Net forex purchases for fourth month
Updated: 2013-04-23 08:07
By Wang Xiaotian (China Daily)
A Bank of China branch in Beijing. Banks brought in nearly 236.3 billion yuan ($38.25 billion) worth of foreign exchange in March on a net basis, boosting the total yuan holdings for purchasing foreign currency to nearly 27.1 trillion yuan. Zhu Xingxin / for China Daily
Nation's RMB holdings for foreign currency hit 27.1 trillion yuan: PBOC
China witnessed a fourth straight month of net foreign exchange purchases among the central bank and commercial lenders, which suggests continuous capital inflows, as shown by data released by the People's Bank of China (PBOC) on Monday.
Banks brought in nearly 236.3 billion yuan ($38.25 billion) worth of foreign exchange last month on a net basis, boosting the total yuan holdings for purchasing foreign currency to nearly 27.1 trillion yuan.
Net purchases in March, however, moderated from 295.4 billion yuan in February and a record 683.7 billion yuan in January.
Banks made total net purchases of less than 500 billion yuan throughout 2012.
"The net purchase in March is not because of a trade surplus, it's mainly due to the increase of money inflows following the higher expectation of yuan appreciation," said Zhong Zhengsheng, an analyst at Everbright Securities Co Ltd.
March witnessed China's first trade deficit since February 2012, as imports surged by 14.1 percent from a year previously, according to data released by the Ministry of Commerce earlier this month.
The deficit means that money inflows under capital accounts have increased compared with previous months, said Ding Zhijie, dean of the School of Banking and Finance at the University of International Business and Economics.
"It proves that capital inflow pressure has sustained since Japan announced quantitative easing policies, and yuan appreciation expectation remains strong."
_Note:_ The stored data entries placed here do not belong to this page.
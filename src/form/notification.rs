//! Error and success banners.

use chrono::{DateTime, TimeDelta, Utc};
use serde::Serialize;
use std::time::Duration;

#[derive(Debug, Clone, Copy, PartialEq, Eq, Serialize)]
pub enum NotificationKind {
    Error,
    Success,
}

#[derive(Debug, Clone, PartialEq, Serialize)]
pub struct Notification {
    pub kind: NotificationKind,
    pub message: String,
    /// Errors auto-dismiss; successes stay until navigation
    pub expires_at: Option<DateTime<Utc>>,
}

impl Notification {
    pub fn error(message: impl Into<String>, now: DateTime<Utc>, dismiss_after: Duration) -> Self {
        let expires_at = TimeDelta::from_std(dismiss_after)
            .ok()
            .and_then(|delta| now.checked_add_signed(delta));

        Self {
            kind: NotificationKind::Error,
            message: message.into(),
            expires_at,
        }
    }

    pub fn success(message: impl Into<String>) -> Self {
        Self {
            kind: NotificationKind::Success,
            message: message.into(),
            expires_at: None,
        }
    }

    pub fn is_error(&self) -> bool {
        self.kind == NotificationKind::Error
    }

    pub fn is_expired(&self, now: DateTime<Utc>) -> bool {
        self.expires_at.is_some_and(|deadline| now >= deadline)
    }

    /// Banner text with its status glyph
    pub fn display_text(&self) -> String {
        match self.kind {
            NotificationKind::Error => format!("❌ {}", self.message),
            NotificationKind::Success => format!("✅ {}", self.message),
        }
    }
}
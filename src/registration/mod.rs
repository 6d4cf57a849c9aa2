//! Registration form input, validation rules and phone helpers.

pub mod clock;
pub mod dto;
pub mod error;
pub mod phone;
pub mod validator;

pub use clock::{Clock, FixedClock, SystemClock};
pub use dto::{InsuranceInfo, RegistrationInput, ValidRegistration};
pub use error::{RequiredField, ValidationError};
pub use validator::{validate, FormValidator};
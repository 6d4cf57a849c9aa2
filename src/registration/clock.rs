//! Time source for age checks and registration timestamps.

use chrono::{DateTime, Local, NaiveDate, Utc};

pub trait Clock: Send + Sync {
    /// Current instant, used to stamp registrations
    fn now(&self) -> DateTime<Utc>;

    /// Today's calendar date as seen by the person filling in the form
    fn today(&self) -> NaiveDate;
}

/// Wall clock in the local timezone
#[derive(Debug, Clone, Copy, Default)]
pub struct SystemClock;

impl Clock for SystemClock {
    fn now(&self) -> DateTime<Utc> {
        Utc::now()
    }

    fn today(&self) -> NaiveDate {
        Local::now().date_naive()
    }
}

/// Clock frozen at a given instant
#[derive(Debug, Clone, Copy)]
pub struct FixedClock {
    now: DateTime<Utc>,
}

impl FixedClock {
    pub fn new(now: DateTime<Utc>) -> Self {
        Self {
            now,
        }
    }

    /// Freeze at midnight UTC of the given date
    pub fn on(date: NaiveDate) -> Self {
        Self::new(date.and_time(chrono::NaiveTime::MIN).and_utc())
    }
}

impl Clock for FixedClock {
    fn now(&self) -> DateTime<Utc> {
        self.now
    }

    fn today(&self) -> NaiveDate {
        self.now.date_naive()
    }
}
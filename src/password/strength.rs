//! Advisory password strength scoring.
//!
//! Each satisfied criterion is worth 20 points. The score drives the
//! strength bar and its label; it never decides whether a registration is
//! accepted.

use crate::password::criteria::{check_criteria, PasswordCriteria};
use serde::Serialize;

/// Points awarded per satisfied criterion
pub const POINTS_PER_CRITERION: u8 = 20;

/// Password strength level
#[derive(Debug, Clone, Copy, PartialEq, Eq, PartialOrd, Ord, Serialize)]
pub enum StrengthLabel {
    Weak,
    Medium,
    Strong,
}

impl StrengthLabel {
    /// Classify an aggregate score; zero has no label
    pub fn from_score(score: u8) -> Option<Self> {
        match score {
            0 => None,
            1..=59 => Some(StrengthLabel::Weak),
            60..=99 => Some(StrengthLabel::Medium),
            _ => Some(StrengthLabel::Strong),
        }
    }

    pub fn as_str(&self) -> &'static str {
        match self {
            StrengthLabel::Weak => "Weak",
            StrengthLabel::Medium => "Medium",
            StrengthLabel::Strong => "Strong",
        }
    }

    /// Bar and text colour for this level
    pub fn color(&self) -> &'static str {
        match self {
            StrengthLabel::Weak => "#ef5350",
            StrengthLabel::Medium => "#ffa726",
            StrengthLabel::Strong => "#4caf50",
        }
    }
}

impl std::fmt::Display for StrengthLabel {
    fn fmt(&self, f: &mut std::fmt::Formatter<'_>) -> std::fmt::Result {
        f.write_str(self.as_str())
    }
}

#[derive(Debug, Clone, Copy, Default, PartialEq, Eq, Serialize)]
pub struct StrengthReport {
    pub criteria: PasswordCriteria,
    /// Aggregate score, 0..=100
    pub score: u8,
    pub label: Option<StrengthLabel>,
}

impl StrengthReport {
    /// Label text for display; empty when there is nothing to show
    pub fn label_text(&self) -> &'static str {
        self.label.map(|label| label.as_str()).unwrap_or("")
    }

    /// Width of the strength bar in percent
    pub fn bar_width(&self) -> u8 {
        self.score
    }

    /// True when every criterion holds
    pub fn meets_all(&self) -> bool {
        self.criteria.is_valid()
    }
}

/// Score a password for the live strength indicator
pub fn score(password: &str) -> StrengthReport {
    let criteria = check_criteria(password);
    let score = criteria.satisfied() * POINTS_PER_CRITERION;

    StrengthReport {
        criteria,
        score,
        label: StrengthLabel::from_score(score),
    }
}

#[cfg(test)]
mod tests {
    use super::*;

    #[test]
    fn test_empty_password_has_no_label() {
        let report = score("");
        assert_eq!(report.score, 0);
        assert_eq!(report.label, None);
        assert_eq!(report.label_text(), "");
        assert_eq!(report.bar_width(), 0);
    }

    #[test]
    fn test_full_score_is_strong() {
        let report = score("Abcdefghij1!");
        assert_eq!(report.score, 100);
        assert_eq!(report.label, Some(StrengthLabel::Strong));
        assert!(report.meets_all());
    }

    #[test]
    fn test_label_boundaries() {
        assert_eq!(StrengthLabel::from_score(20), Some(StrengthLabel::Weak));
        assert_eq!(StrengthLabel::from_score(40), Some(StrengthLabel::Weak));
        assert_eq!(StrengthLabel::from_score(60), Some(StrengthLabel::Medium));
        assert_eq!(StrengthLabel::from_score(80), Some(StrengthLabel::Medium));
        assert_eq!(StrengthLabel::from_score(100), Some(StrengthLabel::Strong));
    }

    #[test]
    fn test_short_password_scores_medium() {
        // Everything but length
        let report = score("short1A!");
        assert_eq!(report.score, 80);
        assert_eq!(report.label, Some(StrengthLabel::Medium));
        assert!(!report.meets_all());
    }

    #[test]
    fn test_lowercase_only_is_weak() {
        let report = score("abc");
        assert_eq!(report.score, 20);
        assert_eq!(report.label_text(), "Weak");
        assert_eq!(report.label.map(|l| l.color()), Some("#ef5350"));
    }
}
On Monday, the PBOC, or the central bank, set a weaker reference rate at 6.2415 per dollar. The yuan later strengthened 0.08 percent to 6.1826 per dollar in Shanghai, according to the China Foreign Exchange Trade System.
The currency gained 0.24 percent last week, the most since the period ended Oct 14, according to data compiled by Bloomberg.
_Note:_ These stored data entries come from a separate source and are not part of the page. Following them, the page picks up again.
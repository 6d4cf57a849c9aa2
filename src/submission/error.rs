//! Submission errors
//!
//! `Display` is the text shown to the person filling in the form.

use thiserror::Error;

pub const DEFAULT_FAILURE_MESSAGE: &str = "Registration failed. Please try again.";

#[derive(Debug, Clone, PartialEq, Eq, Error)]
pub enum SubmissionError {
    #[error("Your registration is already being submitted")]
    AlreadyInFlight,

    /// The gateway answered `success: false`
    #[error("{0}")]
    Rejected(String),

    /// The gateway could not be reached or answered garbage
    #[error("Registration failed. Please try again.")]
    Gateway(String),

    #[error("Registration was cancelled")]
    Cancelled,

    #[error("Registration failed. Please try again.")]
    TaskFailed(String),
}

impl SubmissionError {
    pub fn error_code(&self) -> &'static str {
        match self {
            SubmissionError::AlreadyInFlight => "SUBMISSION_IN_FLIGHT",
            SubmissionError::Rejected(_) => "REGISTRATION_REJECTED",
            SubmissionError::Gateway(_) => "GATEWAY_ERROR",
            SubmissionError::Cancelled => "SUBMISSION_CANCELLED",
            SubmissionError::TaskFailed(_) => "SUBMISSION_TASK_FAILED",
        }
    }

    /// Whether the form should offer the submit control again
    pub fn is_resubmittable(&self) -> bool {
        !matches!(self, SubmissionError::AlreadyInFlight)
    }
}
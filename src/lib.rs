//! MediCare Signup
//!
//! Validation, password-strength feedback, phone formatting and the
//! submission flow behind the patient signup form. The checks here are
//! advisory; the backend receiving the registration must re-validate it.

pub mod config;
pub mod form;
pub mod password;
pub mod registration;
pub mod submission;
pub mod types;

// Re-export commonly used types and functions
pub use registration::{validate, FormValidator, RegistrationInput, ValidRegistration, ValidationError};
pub use types::{ConfigError, SignupConfig};

// Version information
pub const VERSION: &str = env!("CARGO_PKG_VERSION");
pub const SERVICE_NAME: &str = "medicare-signup";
The spot yuan touched a record high of 6.1723 per dollar last Wednesday when the central bank set its midpoint at the strongest level of 6.2342.
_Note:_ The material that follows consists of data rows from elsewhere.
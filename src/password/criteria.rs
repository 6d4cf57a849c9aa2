//! Password criteria checks.
//!
//! The five requirements every registration password must meet:
//! - Minimum length
//! - Uppercase, lowercase and digit characters
//! - At least one symbol from the accepted special set

// Constants for password requirements
pub const MIN_PASSWORD_LENGTH: usize = 10;
pub const SPECIAL_CHARACTERS: &str = "!@#$%^&*(),.?\":{}|<>";

/// Returns true if the password is long enough (counted in characters)
pub fn meets_length(password: &str) -> bool {
    password.chars().count() >= MIN_PASSWORD_LENGTH
}

pub fn has_uppercase(password: &str) -> bool {
    password.chars().any(|c| c.is_ascii_uppercase())
}

pub fn has_lowercase(password: &str) -> bool {
    password.chars().any(|c| c.is_ascii_lowercase())
}

pub fn has_digit(password: &str) -> bool {
    password.chars().any(|c| c.is_ascii_digit())
}

pub fn has_special(password: &str) -> bool {
    password.chars().any(|c| SPECIAL_CHARACTERS.contains(c))
}

/// Get per-criterion results for a password
pub fn check_criteria(password: &str) -> PasswordCriteria {
    PasswordCriteria {
        meets_length: meets_length(password),
        has_uppercase: has_uppercase(password),
        has_lowercase: has_lowercase(password),
        has_digit: has_digit(password),
        has_special: has_special(password),
    }
}

/// Detailed password criteria results, one flag per live UI indicator
#[derive(Debug, Clone, Copy, Default, PartialEq, Eq, serde::Serialize)]
pub struct PasswordCriteria {
    pub meets_length: bool,
    pub has_uppercase: bool,
    pub has_lowercase: bool,
    pub has_digit: bool,
    pub has_special: bool,
}

impl PasswordCriteria {
    /// Check if all requirements are met
    pub fn is_valid(&self) -> bool {
        self.meets_length
            && self.has_uppercase
            && self.has_lowercase
            && self.has_digit
            && self.has_special
    }

    /// Number of satisfied criteria (0..=5)
    pub fn satisfied(&self) -> u8 {
        [self.meets_length, self.has_uppercase, self.has_lowercase, self.has_digit, self.has_special]
            .iter()
            .filter(|met| **met)
            .count() as u8
    }
}

/// Glyph shown next to a criterion in the checklist
pub fn indicator(met: bool) -> &'static str {
    if met {
        "✓"
    } else {
        "○"
    }
}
Apart from international "hot money" inflows, the rising willingness of Chinese enterprises, especially property developers, to sell dollar-denominated bonds in overseas markets also contributed to increasing cross-border money inflows, Ding said.
"Money collected through such bond sales in the first quarter has exceeded that of the full 2012."
He said the ongoing capital inflows would continue for a while as the difference between financing costs in China and overseas has further widened.
According to central bank data, in the first quarter China's stock of foreign exchange reserves rose by $130 billion, in contrast with the fourth quarter's increase of $25 billion.
From January to March, China reported a trade surplus of nearly $43.1 billion, compared with $210 million during the same period in 2012.
The expectation of the yuan's appreciation has strengthened as China's band-widening discussions heated up again following recent comments from the PBOC officials that the yuan trading band will be further widened "in the near future".
The spot dollar against the onshore yuan continues to trade near the extreme low end of the 1 percent band around the official daily fix, while the spot dollar against offshore yuan has broadly traded around 14 basis points below that over the past three months, which "highlights the appreciation pressure on the RMB", said Nomura Securities International Inc in a report.
"While widening the band may trigger appreciation in the short term, we believe this does not mean sharper yuan appreciation against the dollar by the end of year," the report said.
The renminbi has appreciated by 29.3 percent in US dollar terms since it was de-pegged in mid-2005. Moreover, China's current account surplus has shrunk substantially over this period from a peak of 10.1 percent of GDP in 2007 to 2.4 percent in 2012, it said.